### Given records
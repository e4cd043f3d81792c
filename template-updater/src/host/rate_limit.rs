//! Waiting out GitHub core API rate limits.

use octocrab::Octocrab;
use std::time::{Duration, SystemTime, UNIX_EPOCH};
use tracing::{info, warn};

/// Maximum time to wait for rate limit reset (1 hour).
const MAX_WAIT_SECS: u64 = 3600;

/// Minimum remaining requests before proactively waiting.
const MIN_REMAINING_THRESHOLD: u32 = 5;

/// Core API rate limit state.
#[derive(Debug, Clone, PartialEq, Eq)]
pub(crate) struct RateLimitInfo {
    /// Requests remaining in the current window.
    pub remaining: u32,

    /// Unix timestamp when the rate limit resets.
    pub reset: u64,
}

impl RateLimitInfo {
    /// Returns how long to wait before the next request, if at all.
    ///
    /// Waits are capped at [`MAX_WAIT_SECS`].
    pub(crate) fn wait_duration(&self, now: u64) -> Option<Duration> {
        if self.remaining >= MIN_REMAINING_THRESHOLD || self.reset <= now {
            return None;
        }

        let wait_secs = self.reset - now;
        if wait_secs > MAX_WAIT_SECS {
            warn!(
                wait_secs,
                max_wait = MAX_WAIT_SECS,
                "Rate limit reset too far in future, capping wait time"
            );
        }

        Some(Duration::from_secs(wait_secs.min(MAX_WAIT_SECS)))
    }
}

/// Sleeps until the core rate limit resets if few requests remain.
///
/// # Errors
///
/// Returns an error if the rate limit API call fails.
pub(crate) async fn ensure_core_rate_limit(octocrab: &Octocrab) -> Result<(), octocrab::Error> {
    let rate_limit = octocrab.ratelimit().get().await?;
    let core = &rate_limit.resources.core;
    let info = RateLimitInfo {
        remaining: u32::try_from(core.remaining).unwrap_or(u32::MAX),
        reset: core.reset,
    };

    let now = SystemTime::now()
        .duration_since(UNIX_EPOCH)
        .unwrap_or_default()
        .as_secs();

    if let Some(wait) = info.wait_duration(now) {
        info!(
            remaining = info.remaining,
            wait_secs = wait.as_secs(),
            "Rate limit low, waiting for reset"
        );
        tokio::time::sleep(wait).await;
    }

    Ok(())
}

### Task goal
The complete material above is to be retyped word for word.

### Problem solution
repository e4cd043f3d81792c
filename template-updater/src/host/rate_limit.rs
//! Waiting out GitHub core API rate limits.

use octocrab::Octocrab;
use std::time::{Duration, SystemTime, UNIX_EPOCH};
use tracing::{info, warn};

/// Maximum time to wait for rate limit reset (1 hour).
const MAX_WAIT_SECS: u64 = 3600;

/// Minimum remaining requests before proactively waiting.
const MIN_REMAINING_THRESHOLD: u32 = 5;

/// Core API rate limit state.
#[derive(Debug, Clone, PartialEq, Eq)]
pub(crate) struct RateLimitInfo {
    /// Requests remaining in the current window.
    pub remaining: u32,

    /// Unix timestamp when the rate limit resets.
    pub reset: u64,
}

impl RateLimitInfo {
    /// Returns how long to wait before the next request, if at all.
    ///
    /// Waits are capped at [`MAX_WAIT_SECS`].
    pub(crate) fn wait_duration(&self, now: u64) -> Option<Duration> {
        if self.remaining >= MIN_REMAINING_THRESHOLD || self.reset <= now {
            return None;
        }

        let wait_secs = self.reset - now;
        if wait_secs > MAX_WAIT_SECS {
            warn!(
                wait_secs,
                max_wait = MAX_WAIT_SECS,
                "Rate limit reset too far in future, capping wait time"
            );
        }

        Some(Duration::from_secs(wait_secs.min(MAX_WAIT_SECS)))
    }
}

/// Sleeps until the core rate limit resets if few requests remain.
///
/// # Errors
///
/// Returns an error if the rate limit API call fails.
pub(crate) async fn ensure_core_rate_limit(octocrab: &Octocrab) -> Result<(), octocrab::Error> {
    let rate_limit = octocrab.ratelimit().get().await?;
    let core = &rate_limit.resources.core;
    let info = RateLimitInfo {
        remaining: u32::try_from(core.remaining).unwrap_or(u32::MAX),
        reset: core.reset,
    };

    let now = SystemTime::now()
        .duration_since(UNIX_EPOCH)
        .unwrap_or_default()
        .as_secs();

    if let Some(wait) = info.wait_duration(now) {
        info!(
            remaining = info.remaining,
            wait_secs = wait.as_secs(),
            "Rate limit low, waiting for reset"
        );
        tokio::time::sleep(wait).await;
    }

    Ok(())
}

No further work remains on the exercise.